Exercise objective: The answer should be each line from the entries below that has the word "ErrorResponse" in it.
[The data — start]
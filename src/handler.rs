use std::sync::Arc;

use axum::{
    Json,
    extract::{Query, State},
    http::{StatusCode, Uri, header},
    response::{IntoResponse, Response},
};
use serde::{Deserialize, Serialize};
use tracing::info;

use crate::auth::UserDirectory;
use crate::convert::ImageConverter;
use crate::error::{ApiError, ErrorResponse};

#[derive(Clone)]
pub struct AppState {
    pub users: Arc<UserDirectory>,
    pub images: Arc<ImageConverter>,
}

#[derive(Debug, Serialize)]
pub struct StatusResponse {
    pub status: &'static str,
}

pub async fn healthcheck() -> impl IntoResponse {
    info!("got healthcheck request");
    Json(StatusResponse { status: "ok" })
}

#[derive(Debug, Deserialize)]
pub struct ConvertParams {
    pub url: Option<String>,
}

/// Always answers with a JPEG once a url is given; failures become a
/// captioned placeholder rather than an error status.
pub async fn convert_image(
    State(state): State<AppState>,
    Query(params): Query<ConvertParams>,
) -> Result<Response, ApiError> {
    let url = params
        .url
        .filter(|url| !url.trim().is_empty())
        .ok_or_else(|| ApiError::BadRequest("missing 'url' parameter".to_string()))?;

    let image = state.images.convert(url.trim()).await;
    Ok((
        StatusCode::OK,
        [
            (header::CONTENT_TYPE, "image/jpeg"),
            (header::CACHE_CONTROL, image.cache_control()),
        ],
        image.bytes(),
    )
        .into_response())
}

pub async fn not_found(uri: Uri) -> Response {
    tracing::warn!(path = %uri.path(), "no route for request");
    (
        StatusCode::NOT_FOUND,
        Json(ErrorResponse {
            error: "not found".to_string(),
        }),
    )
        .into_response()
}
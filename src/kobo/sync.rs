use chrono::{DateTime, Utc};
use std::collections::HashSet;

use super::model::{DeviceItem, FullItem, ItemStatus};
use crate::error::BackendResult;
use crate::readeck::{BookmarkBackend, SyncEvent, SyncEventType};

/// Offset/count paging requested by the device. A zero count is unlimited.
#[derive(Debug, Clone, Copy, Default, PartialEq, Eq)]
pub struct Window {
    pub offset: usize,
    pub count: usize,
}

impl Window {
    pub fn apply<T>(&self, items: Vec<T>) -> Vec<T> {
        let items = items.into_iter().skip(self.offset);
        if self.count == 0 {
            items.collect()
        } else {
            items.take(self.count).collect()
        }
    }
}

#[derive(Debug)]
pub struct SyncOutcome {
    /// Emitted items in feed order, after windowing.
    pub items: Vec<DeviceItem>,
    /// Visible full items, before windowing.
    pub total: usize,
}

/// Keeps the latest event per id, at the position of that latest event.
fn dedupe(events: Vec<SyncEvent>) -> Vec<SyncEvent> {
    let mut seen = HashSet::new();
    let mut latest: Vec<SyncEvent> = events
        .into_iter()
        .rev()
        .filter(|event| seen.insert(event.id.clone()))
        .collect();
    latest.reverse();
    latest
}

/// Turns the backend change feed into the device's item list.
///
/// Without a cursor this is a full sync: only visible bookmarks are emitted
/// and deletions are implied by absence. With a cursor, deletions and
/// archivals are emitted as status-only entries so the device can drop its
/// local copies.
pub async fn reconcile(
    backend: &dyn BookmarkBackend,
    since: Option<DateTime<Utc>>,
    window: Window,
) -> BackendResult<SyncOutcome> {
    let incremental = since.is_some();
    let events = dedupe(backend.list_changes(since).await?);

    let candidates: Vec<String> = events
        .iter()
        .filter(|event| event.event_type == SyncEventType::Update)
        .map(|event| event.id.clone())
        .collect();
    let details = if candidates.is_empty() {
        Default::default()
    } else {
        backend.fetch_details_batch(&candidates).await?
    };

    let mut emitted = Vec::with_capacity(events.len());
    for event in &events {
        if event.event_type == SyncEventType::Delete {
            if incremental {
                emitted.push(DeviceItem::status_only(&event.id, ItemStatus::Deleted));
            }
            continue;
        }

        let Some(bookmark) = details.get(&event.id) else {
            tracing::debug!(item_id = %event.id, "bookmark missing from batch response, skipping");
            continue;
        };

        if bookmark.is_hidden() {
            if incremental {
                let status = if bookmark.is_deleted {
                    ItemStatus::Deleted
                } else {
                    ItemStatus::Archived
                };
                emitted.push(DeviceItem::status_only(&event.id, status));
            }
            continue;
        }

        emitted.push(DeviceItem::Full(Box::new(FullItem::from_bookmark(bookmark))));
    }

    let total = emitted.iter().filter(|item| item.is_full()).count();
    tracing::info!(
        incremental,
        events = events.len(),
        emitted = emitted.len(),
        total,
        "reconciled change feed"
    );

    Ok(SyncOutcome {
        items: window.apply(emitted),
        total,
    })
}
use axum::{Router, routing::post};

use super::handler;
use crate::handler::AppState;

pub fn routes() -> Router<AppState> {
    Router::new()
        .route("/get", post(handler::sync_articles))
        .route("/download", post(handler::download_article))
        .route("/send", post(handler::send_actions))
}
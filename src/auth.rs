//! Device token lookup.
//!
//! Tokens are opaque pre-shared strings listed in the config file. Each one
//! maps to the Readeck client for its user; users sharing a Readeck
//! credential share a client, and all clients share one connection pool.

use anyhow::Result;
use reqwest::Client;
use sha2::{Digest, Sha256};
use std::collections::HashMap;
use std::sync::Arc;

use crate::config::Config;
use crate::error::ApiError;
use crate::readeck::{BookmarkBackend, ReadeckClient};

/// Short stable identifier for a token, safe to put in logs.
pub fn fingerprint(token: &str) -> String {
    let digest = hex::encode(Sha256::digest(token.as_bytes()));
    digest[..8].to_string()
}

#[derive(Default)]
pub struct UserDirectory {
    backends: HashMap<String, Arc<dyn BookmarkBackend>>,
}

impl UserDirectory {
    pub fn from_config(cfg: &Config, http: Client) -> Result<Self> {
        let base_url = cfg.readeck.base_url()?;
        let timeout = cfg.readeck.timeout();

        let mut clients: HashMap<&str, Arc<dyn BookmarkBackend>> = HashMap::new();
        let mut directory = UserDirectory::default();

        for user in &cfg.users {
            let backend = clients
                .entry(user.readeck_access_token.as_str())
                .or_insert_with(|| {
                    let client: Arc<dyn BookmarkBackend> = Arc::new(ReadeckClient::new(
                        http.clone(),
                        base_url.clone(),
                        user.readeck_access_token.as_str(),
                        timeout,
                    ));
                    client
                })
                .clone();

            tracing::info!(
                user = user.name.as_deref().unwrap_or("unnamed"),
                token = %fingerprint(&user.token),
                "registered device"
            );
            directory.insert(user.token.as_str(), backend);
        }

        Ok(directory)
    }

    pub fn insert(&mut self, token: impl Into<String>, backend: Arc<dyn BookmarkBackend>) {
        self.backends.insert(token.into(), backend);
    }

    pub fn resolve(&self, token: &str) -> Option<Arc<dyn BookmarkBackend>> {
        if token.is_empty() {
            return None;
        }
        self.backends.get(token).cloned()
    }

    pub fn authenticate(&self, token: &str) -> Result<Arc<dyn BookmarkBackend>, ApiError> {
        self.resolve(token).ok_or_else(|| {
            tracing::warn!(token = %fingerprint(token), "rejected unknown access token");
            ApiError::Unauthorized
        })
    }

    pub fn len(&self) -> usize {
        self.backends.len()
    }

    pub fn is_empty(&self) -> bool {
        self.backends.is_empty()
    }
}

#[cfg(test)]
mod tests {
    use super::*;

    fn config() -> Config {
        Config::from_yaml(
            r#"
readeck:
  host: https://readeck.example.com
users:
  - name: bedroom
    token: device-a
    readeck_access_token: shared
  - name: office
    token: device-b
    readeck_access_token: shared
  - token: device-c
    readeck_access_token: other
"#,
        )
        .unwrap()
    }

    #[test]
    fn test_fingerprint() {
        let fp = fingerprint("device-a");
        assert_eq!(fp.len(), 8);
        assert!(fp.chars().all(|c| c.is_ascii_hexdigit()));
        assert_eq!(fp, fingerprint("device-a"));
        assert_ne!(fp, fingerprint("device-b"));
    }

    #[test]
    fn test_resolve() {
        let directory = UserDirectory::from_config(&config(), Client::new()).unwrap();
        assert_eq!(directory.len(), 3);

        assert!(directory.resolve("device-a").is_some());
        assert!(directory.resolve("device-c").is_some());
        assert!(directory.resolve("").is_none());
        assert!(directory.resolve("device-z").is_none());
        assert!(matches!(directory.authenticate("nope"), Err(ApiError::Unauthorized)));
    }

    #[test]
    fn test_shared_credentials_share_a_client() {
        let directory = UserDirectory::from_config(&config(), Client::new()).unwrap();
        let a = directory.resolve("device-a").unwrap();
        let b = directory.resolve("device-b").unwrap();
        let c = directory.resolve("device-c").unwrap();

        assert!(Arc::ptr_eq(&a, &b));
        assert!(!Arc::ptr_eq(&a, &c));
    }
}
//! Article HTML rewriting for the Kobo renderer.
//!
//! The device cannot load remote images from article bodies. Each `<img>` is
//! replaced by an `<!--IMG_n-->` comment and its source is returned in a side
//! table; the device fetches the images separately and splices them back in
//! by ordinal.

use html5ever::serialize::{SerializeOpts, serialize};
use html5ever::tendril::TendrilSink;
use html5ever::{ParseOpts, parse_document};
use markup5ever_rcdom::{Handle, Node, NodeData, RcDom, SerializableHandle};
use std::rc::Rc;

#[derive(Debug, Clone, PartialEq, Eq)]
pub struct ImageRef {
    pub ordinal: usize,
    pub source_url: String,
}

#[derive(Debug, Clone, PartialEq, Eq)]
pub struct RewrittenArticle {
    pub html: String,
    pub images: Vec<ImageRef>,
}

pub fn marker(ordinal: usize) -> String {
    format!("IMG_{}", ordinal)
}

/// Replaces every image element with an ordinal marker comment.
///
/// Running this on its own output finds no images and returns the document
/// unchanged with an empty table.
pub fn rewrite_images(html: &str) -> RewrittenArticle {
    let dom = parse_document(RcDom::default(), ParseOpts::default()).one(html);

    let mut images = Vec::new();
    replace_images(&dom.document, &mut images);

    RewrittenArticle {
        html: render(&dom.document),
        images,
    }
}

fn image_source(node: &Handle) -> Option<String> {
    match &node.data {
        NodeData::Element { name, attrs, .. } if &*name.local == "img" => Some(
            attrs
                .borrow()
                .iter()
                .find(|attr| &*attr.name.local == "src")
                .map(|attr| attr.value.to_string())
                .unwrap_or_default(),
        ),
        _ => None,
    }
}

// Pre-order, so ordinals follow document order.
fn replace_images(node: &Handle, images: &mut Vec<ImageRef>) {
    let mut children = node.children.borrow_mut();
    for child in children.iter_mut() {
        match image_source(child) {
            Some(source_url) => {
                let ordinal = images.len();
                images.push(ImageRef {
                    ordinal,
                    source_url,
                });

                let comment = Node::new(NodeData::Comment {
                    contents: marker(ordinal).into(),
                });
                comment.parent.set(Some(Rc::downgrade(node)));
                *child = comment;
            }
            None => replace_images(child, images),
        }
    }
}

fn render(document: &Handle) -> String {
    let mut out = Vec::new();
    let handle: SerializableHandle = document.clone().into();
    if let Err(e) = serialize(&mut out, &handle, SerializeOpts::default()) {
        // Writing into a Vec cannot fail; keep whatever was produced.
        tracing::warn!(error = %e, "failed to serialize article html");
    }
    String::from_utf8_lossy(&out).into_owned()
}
[The data — finish]
Your response:
use crate::error::{ApiError, ErrorResponse};
        Json(ErrorResponse {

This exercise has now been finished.